Remember how in my last post I said Bayesian reasoning is counter-intuitive? It’s simultaneously maddening and fascinating because clearly, given we accept with certainty the assumptions that go into model/hypothesis selection and the prior, the application of Bayes’ theorem gives the correct probability for each model/hypothesis in light of the evidence presented.

Last time I gave the canonical example of a test for a disease. Humans tend to not take into account that if the base rate (over all frequency of having a disease) is very low, then a positive result on a test may not be very meaningful. If the probability of the test giving a false positive is 1%, and the base rate is also 1%, then the chance that you have disease given a positive result is only 50%. Once you understand this, the non-intuitive nature goes away.

Here I will give two more examples of highly non-intuitive Bayesian problems.

The Monty Hall problem
The famous Monty Hall problem can be solved with Bayes’ rule. A statement of the problem is:

There are three doors, labelled 1, 2, 3. A single prize has been hidden between one of them. You get to select one door. Initially your chosen door will not be opened. Instead, the gameshow host will choose one of the other two doors, and he will do so in such a way as to not reveal the prize. After this, you will be given a fresh choice among the 2 remaining doors – you can stick with your first choice, or switch to the other closed door.

Imagine you picked door 1. The gameshow host picks door 3, opening to reveal no prize. Should you (a.) stick with door 1, (b.) switch to door 2, or (c.) does it make no difference?

If you have not heard of this problem before, think it over a while.
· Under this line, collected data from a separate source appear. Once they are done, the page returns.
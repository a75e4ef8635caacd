use diesel::{associations::Identifiable, deserialize::Queryable, prelude::Insertable, Selectable};

#[derive(Debug, Clone, Queryable, Selectable, Identifiable)]
#[diesel(table_name = crate::schema::solutions)]
#[diesel(check_for_backend(diesel::sqlite::Sqlite))]
pub struct Solution {
    pub id: i32,
    pub doubt_id: i32,
    pub solver_id: String,
    pub answer: String,
    pub created_at: i64,
}

#[derive(Debug, Clone, Insertable)]
#[diesel(table_name = crate::schema::solutions)]
#[diesel(check_for_backend(diesel::sqlite::Sqlite))]
pub struct NewSolution {
    pub doubt_id: i32,
    pub solver_id: String,
    pub answer: String,
    pub created_at: i64,
}
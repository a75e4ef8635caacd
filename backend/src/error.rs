/* algopath-bot
 * Copyright (C) 2025 Algopath Community
 *
 * This library is free software; you can redistribute it and/or
 * modify it under the terms of the GNU Lesser General Public
 * License as published by the Free Software Foundation; either
 * version 2 of the License, or (at your option) any later version.
 *
 * This library is distributed in the hope that it will be useful,
 * but WITHOUT ANY WARRANTY; without even the implied warranty of
 * MERCHANTABILITY or FITNESS FOR A PARTICULAR PURPOSE. See the GNU
 * Lesser General Public License for more details.
 *
 * You should have received a copy of the GNU Lesser General Public
 * License along with this library; if not, write to the
 * Free Software Foundation, Inc., 59 Temple Place - Suite 330,
 * Boston, MA 02111-1307, USA.
 */

use actix_web::{
    error,
    http::{header::ContentType, StatusCode},
    HttpResponse,
};
use derive_more::{Display, Error};

/// Domain errors. The `Display` strings double as the text shown to the
/// requesting user in ephemeral interaction replies.
#[derive(Debug, Display, Error, PartialEq, Eq, Clone)]
pub enum Error {
    #[display("⚠️ Unexpected error")]
    InternalError,
    #[display("❌ That does not look like a valid email address")]
    InvalidEmail,
    #[display("❌ Email domain not allowed here")]
    EmailDomainNotAllowed,
    #[display("❌ Invalid/expired OTP")]
    InvalidOrExpiredOtp,
    #[display("❌ No open doubt found.")]
    DoubtNotFound,
    #[display("❌ Only the author of this doubt can close it.")]
    NotDoubtOwner,
    #[display("⏳ Please wait a couple of minutes before asking another doubt.")]
    DoubtRateLimited,
    #[display("Unauthorized")]
    Unauthorized,
}

impl error::ResponseError for Error {
    fn error_response(&self) -> HttpResponse {
        HttpResponse::build(self.status_code())
            .insert_header(ContentType::plaintext())
            .body(self.to_string())
    }

    fn status_code(&self) -> StatusCode {
        match *self {
            Self::InternalError => StatusCode::INTERNAL_SERVER_ERROR,
            Self::InvalidEmail => StatusCode::BAD_REQUEST,
            Self::EmailDomainNotAllowed => StatusCode::BAD_REQUEST,
            Self::InvalidOrExpiredOtp => StatusCode::BAD_REQUEST,
            Self::DoubtNotFound => StatusCode::NOT_FOUND,
            Self::NotDoubtOwner => StatusCode::UNAUTHORIZED,
            Self::DoubtRateLimited => StatusCode::TOO_MANY_REQUESTS,
            Self::Unauthorized => StatusCode::UNAUTHORIZED,
        }
    }
}
/* algopath-bot
 * Copyright (C) 2025 Algopath Community
 *
 * This library is free software; you can redistribute it and/or
 * modify it under the terms of the GNU Lesser General Public
 * License as published by the Free Software Foundation; either
 * version 2 of the License, or (at your option) any later version.
 *
 * This library is distributed in the hope that it will be useful,
 * but WITHOUT ANY WARRANTY; without even the implied warranty of
 * MERCHANTABILITY or FITNESS FOR A PARTICULAR PURPOSE. See the GNU
 * Lesser General Public License for more details.
 *
 * You should have received a copy of the GNU Lesser General Public
 * License along with this library; if not, write to the
 * Free Software Foundation, Inc., 59 Temple Place - Suite 330,
 * Boston, MA 02111-1307, USA.
 */

//! Webhook event ingress. The platform delivers guild events here in an
//! envelope separate from interactions; the only event acted on is a
//! member joining the guild.

use actix_web::{error::ErrorBadRequest, post, web, HttpRequest, HttpResponse};
use serde::Deserialize;
use serde_json::Value;

use super::interactions::check_signature;
use crate::services::verification;
use crate::AppState;

const ENVELOPE_PING: u8 = 0;
const ENVELOPE_EVENT: u8 = 1;

#[derive(Deserialize)]
struct EventEnvelope {
    #[serde(rename = "type")]
    kind: u8,
    #[serde(default)]
    event: Option<EventPayload>,
}

#[derive(Deserialize)]
struct EventPayload {
    #[serde(rename = "type")]
    kind: String,
    #[serde(default)]
    data: Value,
}

/// Signed webhook event endpoint. Always acknowledges with 204; event
/// handling failures are logged, never surfaced to the platform (it
/// would disable the webhook after repeated error responses).
#[utoipa::path(
    request_body = Vec<u8>,
    responses(
        (status = 204, description = "Event acknowledged."),
        (status = 400, description = "Payload could not be parsed."),
        (status = 401, description = "Missing or invalid request signature.")
    )
)]
#[post("/events")]
pub async fn events(
    state: web::Data<AppState>,
    req: HttpRequest,
    body: web::Bytes,
) -> actix_web::Result<HttpResponse> {
    check_signature(&state, &req, &body)?;

    let envelope: EventEnvelope = serde_json::from_slice(&body).map_err(ErrorBadRequest)?;

    match envelope.kind {
        ENVELOPE_PING => (),
        ENVELOPE_EVENT => {
            if let Some(event) = envelope.event {
                handle_event(&state, &event).await;
            }
        }
        kind => log::warn!("Unsupported event envelope kind {kind}"),
    }

    Ok(HttpResponse::NoContent().finish())
}

async fn handle_event(state: &web::Data<AppState>, event: &EventPayload) {
    match event.kind.as_str() {
        "GUILD_MEMBER_ADD" => {
            let Some(user_id) = event.data["user"]["id"].as_str() else {
                log::warn!("Member add event without a user id");
                return;
            };
            if let Err(err) = verification::apply_member_roles(state, user_id).await {
                log::error!("Failed to assign roles to joining member {user_id}: {err}");
            }
        }
        other => log::debug!("Ignoring event {other}"),
    }
}
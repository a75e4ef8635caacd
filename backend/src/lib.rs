/* algopath-bot
 * Copyright (C) 2025 Algopath Community
 *
 * This library is free software; you can redistribute it and/or
 * modify it under the terms of the GNU Lesser General Public
 * License as published by the Free Software Foundation; either
 * version 2 of the License, or (at your option) any later version.
 *
 * This library is distributed in the hope that it will be useful,
 * but WITHOUT ANY WARRANTY; without even the implied warranty of
 * MERCHANTABILITY or FITNESS FOR A PARTICULAR PURPOSE. See the GNU
 * Lesser General Public License for more details.
 *
 * You should have received a copy of the GNU Lesser General Public
 * License along with this library; if not, write to the
 * Free Software Foundation, Inc., 59 Temple Place - Suite 330,
 * Boston, MA 02111-1307, USA.
 */

use std::sync::Arc;

use db_connector::Pool;
use diesel::prelude::*;
use diesel::r2d2::PooledConnection;
use lettre::SmtpTransport;

use crate::config::BotConfig;
use crate::discord::api::ChatApi;

pub mod config;
pub mod discord;
pub mod error;
pub mod routes;
pub mod services;
pub mod utils;

pub struct AppState {
    pub pool: Pool,
    pub mailer: SmtpTransport,
    pub chat: Arc<dyn ChatApi>,
    pub config: BotConfig,
}

/// Expired-but-unused codes are dead weight; code validity never depends
/// on this sweep because the consume statement checks expiry itself.
pub fn clean_expired_otp_codes(
    conn: &mut PooledConnection<diesel::r2d2::ConnectionManager<SqliteConnection>>,
) {
    use db_connector::schema::otp_codes::dsl::*;

    diesel::delete(otp_codes.filter(expires_at.lt(utils::now_millis())))
        .execute(conn)
        .ok();
}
The Bayes’ theorem solution is as follows: Denote the possible outcomes as:
 D_1 = the prize is between door 1
 D_2 = the prize is between door 2
 D_3 = the prize is between door 3

We know  P(D_1) = \frac{1}{3}. The question is what is [/latex]P(D_2 | D)[/latex]? We use the symbol  D to denote the data/evidence we have, which is the fact that the gameshow host opened door 3. We can solve this using Bayes’ theorem:

 P(D_2|E) = \frac{P(E |D_2)P(D_2) }{ P(E) }
 P(D_2|E) = \frac{P(E |D_2)P(D_2) }{P(E |D_1)P(D_1) +P(E |D_2)P(D_2)}
 \quad = \frac{( 1)(\frac{1}{2})} { (\frac{1}{3})(\frac{1}{2}) + (1)(\frac{1}{3})}
 \quad = \frac{2}{3}

Therefore it is better to switch to door 2. By switching to door 2, we double our chance of winning from  \frac{1}{3} to  \frac{2}{3}. The tricky part of the calculation is calculating the normalizing factor  P(E), where we must consider the probability the game show host will open door 3 when the prize is behind door 1 (=1/2) and the case where the prize is behind door 2 (=1).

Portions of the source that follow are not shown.